▶ [WORK REQUIRED] Word for word, return the lines from the start of the entries below through the line that has "pub fn decode_u24_le(bytes: [u8;".

(Dataset excerpts)
----------------------------------------
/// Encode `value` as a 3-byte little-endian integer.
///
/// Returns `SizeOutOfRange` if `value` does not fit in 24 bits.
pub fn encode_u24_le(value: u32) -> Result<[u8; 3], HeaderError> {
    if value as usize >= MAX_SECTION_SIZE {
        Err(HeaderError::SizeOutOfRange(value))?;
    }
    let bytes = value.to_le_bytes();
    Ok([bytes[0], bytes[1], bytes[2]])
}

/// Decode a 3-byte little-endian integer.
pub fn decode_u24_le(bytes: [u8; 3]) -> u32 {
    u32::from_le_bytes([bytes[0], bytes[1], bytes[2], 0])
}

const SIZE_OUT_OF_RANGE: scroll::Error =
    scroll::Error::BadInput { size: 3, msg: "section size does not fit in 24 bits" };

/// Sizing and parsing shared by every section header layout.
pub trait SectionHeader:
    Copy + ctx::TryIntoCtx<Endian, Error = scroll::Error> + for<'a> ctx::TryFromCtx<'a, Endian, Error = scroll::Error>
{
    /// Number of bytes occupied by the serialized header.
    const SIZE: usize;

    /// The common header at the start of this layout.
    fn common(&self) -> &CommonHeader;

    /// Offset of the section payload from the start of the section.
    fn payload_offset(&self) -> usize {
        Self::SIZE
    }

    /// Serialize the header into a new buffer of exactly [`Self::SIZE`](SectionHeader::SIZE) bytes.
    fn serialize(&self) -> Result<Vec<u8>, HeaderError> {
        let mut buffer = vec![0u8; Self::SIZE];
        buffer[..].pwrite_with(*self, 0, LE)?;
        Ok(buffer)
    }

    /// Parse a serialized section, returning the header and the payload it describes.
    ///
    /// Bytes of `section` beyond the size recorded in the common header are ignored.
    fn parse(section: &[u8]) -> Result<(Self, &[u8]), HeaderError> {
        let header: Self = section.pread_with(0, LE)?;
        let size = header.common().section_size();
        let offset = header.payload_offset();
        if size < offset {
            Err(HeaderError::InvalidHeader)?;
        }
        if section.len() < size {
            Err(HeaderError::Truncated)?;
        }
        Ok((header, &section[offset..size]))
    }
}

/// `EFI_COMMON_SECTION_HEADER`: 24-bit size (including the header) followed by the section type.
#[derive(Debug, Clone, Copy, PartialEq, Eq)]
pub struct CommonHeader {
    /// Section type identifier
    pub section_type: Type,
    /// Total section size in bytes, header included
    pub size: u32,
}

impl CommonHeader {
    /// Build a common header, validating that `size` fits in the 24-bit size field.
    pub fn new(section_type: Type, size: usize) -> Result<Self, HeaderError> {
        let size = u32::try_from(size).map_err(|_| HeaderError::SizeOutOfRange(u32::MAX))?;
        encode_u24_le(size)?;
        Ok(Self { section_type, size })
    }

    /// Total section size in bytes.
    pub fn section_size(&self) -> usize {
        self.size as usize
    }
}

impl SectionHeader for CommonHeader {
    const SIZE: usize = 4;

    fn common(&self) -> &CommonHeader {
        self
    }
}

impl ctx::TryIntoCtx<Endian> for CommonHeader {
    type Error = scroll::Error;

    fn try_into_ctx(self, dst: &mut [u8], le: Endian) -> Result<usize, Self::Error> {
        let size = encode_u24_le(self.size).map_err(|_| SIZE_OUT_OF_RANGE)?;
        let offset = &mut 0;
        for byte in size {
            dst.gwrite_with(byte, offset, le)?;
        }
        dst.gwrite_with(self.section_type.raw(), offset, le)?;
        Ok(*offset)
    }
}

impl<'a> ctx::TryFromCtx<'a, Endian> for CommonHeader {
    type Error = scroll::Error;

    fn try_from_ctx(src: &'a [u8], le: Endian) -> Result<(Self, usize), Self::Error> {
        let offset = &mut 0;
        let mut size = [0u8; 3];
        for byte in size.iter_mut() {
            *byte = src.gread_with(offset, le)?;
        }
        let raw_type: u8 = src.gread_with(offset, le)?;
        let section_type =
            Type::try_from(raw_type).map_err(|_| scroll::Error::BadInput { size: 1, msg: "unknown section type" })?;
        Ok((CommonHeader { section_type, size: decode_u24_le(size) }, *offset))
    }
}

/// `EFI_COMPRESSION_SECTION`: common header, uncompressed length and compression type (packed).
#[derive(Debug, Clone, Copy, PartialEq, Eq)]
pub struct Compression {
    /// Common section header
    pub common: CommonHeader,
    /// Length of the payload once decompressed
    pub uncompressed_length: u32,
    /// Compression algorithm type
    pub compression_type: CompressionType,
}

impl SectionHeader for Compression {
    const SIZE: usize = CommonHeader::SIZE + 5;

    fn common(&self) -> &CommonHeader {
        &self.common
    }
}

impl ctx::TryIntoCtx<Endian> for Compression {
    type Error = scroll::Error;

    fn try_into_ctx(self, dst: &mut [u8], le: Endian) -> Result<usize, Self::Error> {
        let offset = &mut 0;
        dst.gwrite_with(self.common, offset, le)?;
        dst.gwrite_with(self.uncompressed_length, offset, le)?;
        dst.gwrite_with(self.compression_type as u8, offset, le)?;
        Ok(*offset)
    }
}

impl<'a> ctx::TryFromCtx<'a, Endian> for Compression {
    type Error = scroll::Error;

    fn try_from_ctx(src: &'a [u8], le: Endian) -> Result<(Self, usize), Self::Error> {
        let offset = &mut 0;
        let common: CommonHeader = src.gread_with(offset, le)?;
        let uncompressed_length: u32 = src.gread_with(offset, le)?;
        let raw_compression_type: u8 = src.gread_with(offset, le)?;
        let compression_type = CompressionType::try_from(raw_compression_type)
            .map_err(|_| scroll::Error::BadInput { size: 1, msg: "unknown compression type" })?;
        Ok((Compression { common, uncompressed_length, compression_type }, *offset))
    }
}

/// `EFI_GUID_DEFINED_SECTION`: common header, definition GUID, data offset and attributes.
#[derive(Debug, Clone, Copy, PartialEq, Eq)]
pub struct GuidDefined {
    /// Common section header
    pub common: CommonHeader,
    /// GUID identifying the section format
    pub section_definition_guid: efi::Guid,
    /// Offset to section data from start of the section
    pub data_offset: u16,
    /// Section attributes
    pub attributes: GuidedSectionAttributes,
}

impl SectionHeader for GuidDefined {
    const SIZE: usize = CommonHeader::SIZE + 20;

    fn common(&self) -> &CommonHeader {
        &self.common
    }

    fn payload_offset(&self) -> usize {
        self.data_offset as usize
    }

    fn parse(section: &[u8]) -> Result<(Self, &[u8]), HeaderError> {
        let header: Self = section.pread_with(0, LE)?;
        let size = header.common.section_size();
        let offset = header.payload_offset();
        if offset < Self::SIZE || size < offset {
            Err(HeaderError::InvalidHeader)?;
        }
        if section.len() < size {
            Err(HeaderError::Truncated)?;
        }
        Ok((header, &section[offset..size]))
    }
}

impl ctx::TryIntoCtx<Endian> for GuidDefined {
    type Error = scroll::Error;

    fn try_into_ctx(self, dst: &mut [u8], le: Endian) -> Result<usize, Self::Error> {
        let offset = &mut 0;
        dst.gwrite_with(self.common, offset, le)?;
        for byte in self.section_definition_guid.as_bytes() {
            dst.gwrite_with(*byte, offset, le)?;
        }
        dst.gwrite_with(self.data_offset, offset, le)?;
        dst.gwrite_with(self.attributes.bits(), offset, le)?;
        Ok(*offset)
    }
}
----------------------------------------
▶ [RESULT OF THIS TASK]
/// Encode `value` as a 3-byte little-endian integer.
///
/// Returns `SizeOutOfRange` if `value` does not fit in 24 bits.
pub fn encode_u24_le(value: u32) -> Result<[u8; 3], HeaderError> {
    if value as usize >= MAX_SECTION_SIZE {
        Err(HeaderError::SizeOutOfRange(value))?;
    }
    let bytes = value.to_le_bytes();
    Ok([bytes[0], bytes[1], bytes[2]])
}

/// Decode a 3-byte little-endian integer.
pub fn decode_u24_le(bytes: [u8; 3]) -> u32 {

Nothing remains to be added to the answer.